Gone are days when equities powered to records with ease -- now, they’re breeding anxiety. For two months the Standard & Poor’s 500 Index has been stuck in a pattern of rising to the brink and then failing to break through, leaving investors without a fresh high for the longest stretch since 2013.
Weeks like this are becoming the norm in a market facing weakening earnings and the withdrawal of Federal Reserve stimulus. It’s a shift from the previous three years, a period of almost unrelenting appreciation that rivaled the fastest advances since the 1990s technology bubble.
“In the past when the market has broken to a new high, it’s just shot up from there,” said Matt Maley, an equity strategist at Miller Tabak & Co. in Newton, Massachusetts. “The inability of the market to break out has made people a little gun-shy. They really want a catalyst to take us higher.”
The frustration can be measured by counting days in which the S&P 500 got to record territory during intraday trading then failed to hold it through the close. That’s happened nine times in 2015, or 47 percent of the time, compared with an average of 38 percent in 2013 and 2014.
The S&P 500’s latest run at a record came Monday, in its first intraday foray past a closing high since May. The gauge ended the day 0.2 percent from its last all-time high, and slid 0.7 percent in the two subsequent sessions. It fell 0.6 percent to 2,102.16 at 4 p.m. in New York.
The market’s tendency to stall out before reaching highs has kept the S&P 500 trapped in a 90-point trading range since the beginning of February. The index hasn’t gained or lost more than 3.5 percent year-to-date, the narrowest band in nine decades, according to data compiled by Bloomberg and Bespoke Investment Group LLC.
Debt negotiations in Greece and a rout in Chinese equities contributed to a retreat that sent the S&P 500 down 3.7 percent between June 23 and July 8. Other traders point to the end of the Fed’s quantitative easing program last October as the underlying cause of the stasis.

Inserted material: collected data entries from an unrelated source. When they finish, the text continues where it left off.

impl Error {
    /// Wrap a kube error from a failed get
    pub fn get_failed(
        kind: impl Into<String>,
        namespace: impl Into<String>,
        name: impl Into<String>,
        source: kube::Error,
    ) -> Self {
        Self::GetFailed {
            kind: kind.into(),
            namespace: namespace.into(),
            name: name.into(),
            source,
        }
    }

    /// Wrap a kube error from a failed create
    pub fn create_failed(
        kind: impl Into<String>,
        namespace: impl Into<String>,
        name: impl Into<String>,
        source: kube::Error,
    ) -> Self {
        Self::CreateFailed {
            kind: kind.into(),
            namespace: namespace.into(),
            name: name.into(),
            source,
        }
    }

    /// Wrap a kube error from a failed update
    pub fn update_failed(
        kind: impl Into<String>,
        namespace: impl Into<String>,
        name: impl Into<String>,
        source: kube::Error,
    ) -> Self {
        Self::UpdateFailed {
            kind: kind.into(),
            namespace: namespace.into(),
            name: name.into(),
            source,
        }
    }

    /// Wrap a kube error from a failed delete
    pub fn delete_failed(
        kind: impl Into<String>,
        namespace: impl Into<String>,
        name: impl Into<String>,
        source: kube::Error,
    ) -> Self {
        Self::DeleteFailed {
            kind: kind.into(),
            namespace: namespace.into(),
            name: name.into(),
            source,
        }
    }

    /// Wrap a kube error from a failed dry-run write
    pub fn dry_run_failed(
        kind: impl Into<String>,
        namespace: impl Into<String>,
        name: impl Into<String>,
        source: kube::Error,
    ) -> Self {
        Self::DryRunFailed {
            kind: kind.into(),
            namespace: namespace.into(),
            name: name.into(),
            source,
        }
    }

    /// Create an ownership violation error
    pub fn not_controlled_by(
        kind: impl Into<String>,
        namespace: impl Into<String>,
        name: impl Into<String>,
        owner: impl Into<String>,
    ) -> Self {
        Self::NotControlledBy {
            kind: kind.into(),
            namespace: namespace.into(),
            name: name.into(),
            owner: owner.into(),
        }
    }

    /// Create a configuration error without instance context
    pub fn configuration(msg: impl Into<String>) -> Self {
        Self::Configuration {
            instance: UNKNOWN_CONTEXT.to_string(),
            message: msg.into(),
            field: None,
        }
    }

    /// Create a configuration error with instance context
    pub fn configuration_for(instance: impl Into<String>, msg: impl Into<String>) -> Self {
        Self::Configuration {
            instance: instance.into(),
            message: msg.into(),
            field: None,
        }
    }

    /// Create a configuration error with instance context and field path
    pub fn configuration_for_field(
        instance: impl Into<String>,
        field: impl Into<String>,
        msg: impl Into<String>,
    ) -> Self {
        Self::Configuration {
            instance: instance.into(),
            message: msg.into(),
            field: Some(field.into()),
        }
    }

    /// Create a serialization error with the given message
    pub fn serialization(msg: impl Into<String>) -> Self {
        Self::Serialization {
            message: msg.into(),
            kind: None,
        }
    }

    /// Create a serialization error with resource kind context
    pub fn serialization_for_kind(kind: impl Into<String>, msg: impl Into<String>) -> Self {
        Self::Serialization {
            message: msg.into(),
            kind: Some(kind.into()),
        }
    }

    /// Create an internal error with the given message
    pub fn internal(msg: impl Into<String>) -> Self {
        Self::Internal {
            message: msg.into(),
            context: UNKNOWN_CONTEXT.to_string(),
        }
    }

    /// Create an internal error with context
    pub fn internal_with_context(context: impl Into<String>, msg: impl Into<String>) -> Self {
        Self::Internal {
            message: msg.into(),
            context: context.into(),
        }
    }

    /// Check if this error is retryable
    ///
    /// Configuration, serialization, and ownership errors are not retryable:
    /// they require a spec fix or manual cleanup. API transport errors are
    /// retryable unless the server returned a non-conflict 4xx. Conflicts
    /// (409) are always retryable since they resolve on re-fetch.
    pub fn is_retryable(&self) -> bool {
        match self {
            Error::Kube { source } => retryable_kube_error(source),
            Error::GetFailed { source, .. } => retryable_kube_error(source),
            Error::CreateFailed { source, .. } => retryable_kube_error(source),
            Error::UpdateFailed { source, .. } => retryable_kube_error(source),
            Error::DeleteFailed { source, .. } => retryable_kube_error(source),
            Error::DryRunFailed { source, .. } => retryable_kube_error(source),
            Error::NotControlledBy { .. } => false,
            Error::Configuration { .. } => false,
            Error::Serialization { .. } => false,
            Error::Internal { .. } => true,
        }
    }

    /// Check if this error is a resource-version conflict (HTTP 409)
    pub fn is_conflict(&self) -> bool {
        let source = match self {
            Error::Kube { source } => source,
            Error::GetFailed { source, .. } => source,
            Error::CreateFailed { source, .. } => source,
            Error::UpdateFailed { source, .. } => source,
            Error::DeleteFailed { source, .. } => source,
            Error::DryRunFailed { source, .. } => source,
            _ => return false,
        };
        matches!(source, kube::Error::Api(ae) if ae.code == 409)
    }

    /// Get the instance name if this error is associated with one
    pub fn instance(&self) -> Option<&str> {
        match self {
            Error::Configuration { instance, .. } => Some(instance),
            _ => None,
        }
    }

    /// Get the child-resource identity (kind, namespace, name) if present
    pub fn resource(&self) -> Option<(&str, &str, &str)> {
        match self {
            Error::GetFailed {
                kind,
                namespace,
                name,
                ..
            }
            | Error::CreateFailed {
                kind,
                namespace,
                name,
                ..
            }
            | Error::UpdateFailed {
                kind,
                namespace,
                name,
                ..
            }
            | Error::DeleteFailed {
                kind,
                namespace,
                name,
                ..
            }
            | Error::DryRunFailed {
                kind,
                namespace,
                name,
                ..
            }
            | Error::NotControlledBy {
                kind,
                namespace,
                name,
                ..
            } => Some((kind, namespace, name)),
            _ => None,
        }
    }
}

“During the QE period, we were so used to reaching new highs, it was almost like a morphine drip for the patient,” said Jordan Irving, co-founder of Conshohocken, Pennsylvania-based Irving Magee Investment Management, which oversees $230 million. “Now the Fed has made it clear that they want to get off of the zero-bound interest-rate policy and nobody knows what it means for the market.”
Valuations have also increased from levels during the bull market’s peak years. At 18.6 times annual profit, the S&P 500 is trading 13 percent above its average price-earnings ratio in the last 10 years. Analysts expect income for companies in the index to drop in the second and third quarters, according to a Bloomberg survey.
Fewer companies are carrying gains. About 55 percent of stocks closed above their 200-day moving averages Tuesday, around the lowest percentage in eight months, according to data compiled by Bloomberg.
Traders aren’t worried enough to hold on to near-term hedges. A measure of options costs on the S&P 500 shows anxiety over the stock market is around the lowest this year.
The Chicago Board Options Exchange Volatility Index closed at its lowest level of 2015 last week after a record five-day drop. It slid 0.8 percent to 12.12 Wednesday.
“We’ve seen a very saw-toothed upward pattern,” said Robert Pavlik, who helps oversee $9.1 billion as chief market strategist at Boston Private Wealth. “People are suspect because they’re not sure how much juice is left in the overall market. They’re seeing a market that trades at what appears to be expensive and that’s the pattern you get.”